Civil Rights Movement Reveals Key to Sustainable Change

Recently, I had the pleasure of being a guest lecturer at the New York University Robert F. Wagner Graduate School of Public Service for a graduate study course on Labor Management Cooperation. My host was Arthur Matthews, an accomplished mediator, arbitrator and adjunct professor at NYU, Cornell and the Clinton School of Public Service at the University of Arkansas. A colleague of Howard’s, Kathy Drew-King also served as a guest lecturer for the course. Kathy is a Regional Attorney for the NLRB office serving the boroughs of Brooklyn, Queens and Staten Island in the City of New York, and Nassau and Suffolk Counties.

A far more revealing bit of biographical information about Arthur and Kathy is that they earned their Doctor of Jurisprudence degrees from the famous Howard University School of Law, the most instrumental educational institution in the civil rights movement. Included among the notable alumni of the university are civil rights activists – Stokely Carmichael and Vernon Jordan; the first African-American Justice of the Supreme Court – Thurgood Marshall; former congressman, Ambassador to the United Nations and Mayor of Atlanta – Andrew Young; and Nobel and Pulitzer Prize winning novelist – Toni Morrison.

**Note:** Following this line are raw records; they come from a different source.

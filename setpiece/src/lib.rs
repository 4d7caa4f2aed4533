// Copyright 2025 the Setpiece Authors
// SPDX-License-Identifier: Apache-2.0 OR MIT

//! Setpiece: a live, queryable 3D spatial scene graph.
//!
//! The workspace maintains a scene of physical objects (furniture,
//! appliances, small items, rooms) and derives from it, through cooperating
//! per-object agents, a physics rulebook, and a pure relation kernel, a set
//! of qualitative spatial relations (`near`, `far`, `beside`, `above`,
//! `below`, `on_top_of`, `supports`, `in`) and a gravity-consistent
//! support-dependency graph.
//!
//! This crate is the outward face: the [`Session`] command executor, the
//! structured [`Command`] surface consumed by language front-ends, and the
//! JSON-shaped bootstrap/export payloads. The moving parts live in the
//! member crates and are re-exported here:
//!
//! - [`setpiece_geom`]: box math and the shared [`SpatialParams`].
//! - [`setpiece_collision`]: the collision index and safe-position search.
//! - [`setpiece_relate`]: the pure pair classifier.
//! - [`setpiece_graph`]: the store with nodes, relations, patches, events.
//! - [`setpiece_physics`]: placement intents, support inference, gravity.
//! - [`setpiece_agents`]: the negotiation agents, bus, and tick loop.
//!
//! ## A complete round trip
//!
//! ```
//! use setpiece::{AddCommand, BootstrapPayload, Command, Session, SpatialParams};
//!
//! let mut session = Session::new(SpatialParams::default());
//! session.load_bootstrap(
//!     BootstrapPayload::from_json(
//!         r#"{ "scene": {
//!             "rooms": [ { "id": "kitchen",
//!                          "bbox": { "min": [0, 0, 0], "max": [5, 3, 2.5] } } ],
//!             "objects": [
//!                 { "id": "table_1", "cls": "table", "pos": [2.0, 1.5, 0.375],
//!                   "bbox": { "type": "OBB", "xyz": [1.2, 0.8, 0.75] } }
//!             ],
//!             "relations": [ { "r": "in", "a": "table_1", "b": "kitchen" } ] } }"#,
//!     )
//!     .unwrap(),
//! );
//!
//! // Put a cup on the table and let the agents negotiate for a few rounds.
//! session
//!     .execute(Command::Add(
//!         AddCommand::new("cup")
//!             .onto("table_1")
//!             .sized(glam::DVec3::new(0.08, 0.08, 0.10))
//!             .in_room("kitchen"),
//!     ))
//!     .unwrap();
//! session.run_ticks(3);
//!
//! assert_eq!(session.tracker().supporter_of("cup_1"), Some("table_1"));
//! let export = session.export();
//! assert_eq!(export.scene.export_metadata.unwrap().total_objects, 2);
//! ```

mod bootstrap;
mod command;
mod error;
mod export;
mod session;

pub use bootstrap::{
    BboxPayload, BootstrapPayload, CornersPayload, EventPayload, ExportMetadata, ObjectPayload,
    RelationPayload, RoomPayload, ScenePayload,
};
pub use command::{AddCommand, Command, Outcome, Selector, SpatialRelation};
pub use error::CommandError;
pub use export::export_scene;
pub use session::Session;

pub use setpiece_agents::{Agent, Bus, Decision, Envelope, Payload, RelationClaim};
pub use setpiece_collision::{CollisionReport, ColliderIndex};
pub use setpiece_geom::{Aabb3, SceneBounds, SpatialParams};
pub use setpiece_graph::{
    Attachment, Clock, Event, FieldMask, GraphPatch, LlmContext, Lom, Node, NodeState,
    NodeUpdate, PatchError, RelKey, Relation, SceneGraph, Stamp, StateFlags, Value,
};
pub use setpiece_physics::{
    Placement, PlacementEngine, PlacementError, SupportSummary, SupportTracker,
    settle_after_removal, translation_patch,
};
pub use setpiece_relate::{Classification, Placed, RelationKind, classify, relate_distance};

Students at the Howard School of Law were trained in an environment that gave special attention to what is required to successfully, legally and sustainably advance a cause as counterculture as civil rights. As Kathy shared about her work with NLRB and the ongoing influence her time at Howard has had on her approach, one concept emerged as seminal – No significant change in societal mores has ever occurred unless someone did the hard work of first carefully laying the groundwork.

It’s a truism that everyone involved in change work intuitively knows. Yet as change agents, often it is so much easier to expend our creative energy complaining about the resistance that people and institutions mount when their basic underlying beliefs are challenged; rather than doing the hard work of paving a path that enables them to genuinely change their beliefs and the behaviors those beliefs drive.

Just being in the room with Arthur and Kathy challenged me to make better more productive use of my own change energy by choosing to do the hard, path paving work that is required if as change agents we intend to truly enable organizational leaders to lead their companies, unions, and other institutions to achieve sustainable advances.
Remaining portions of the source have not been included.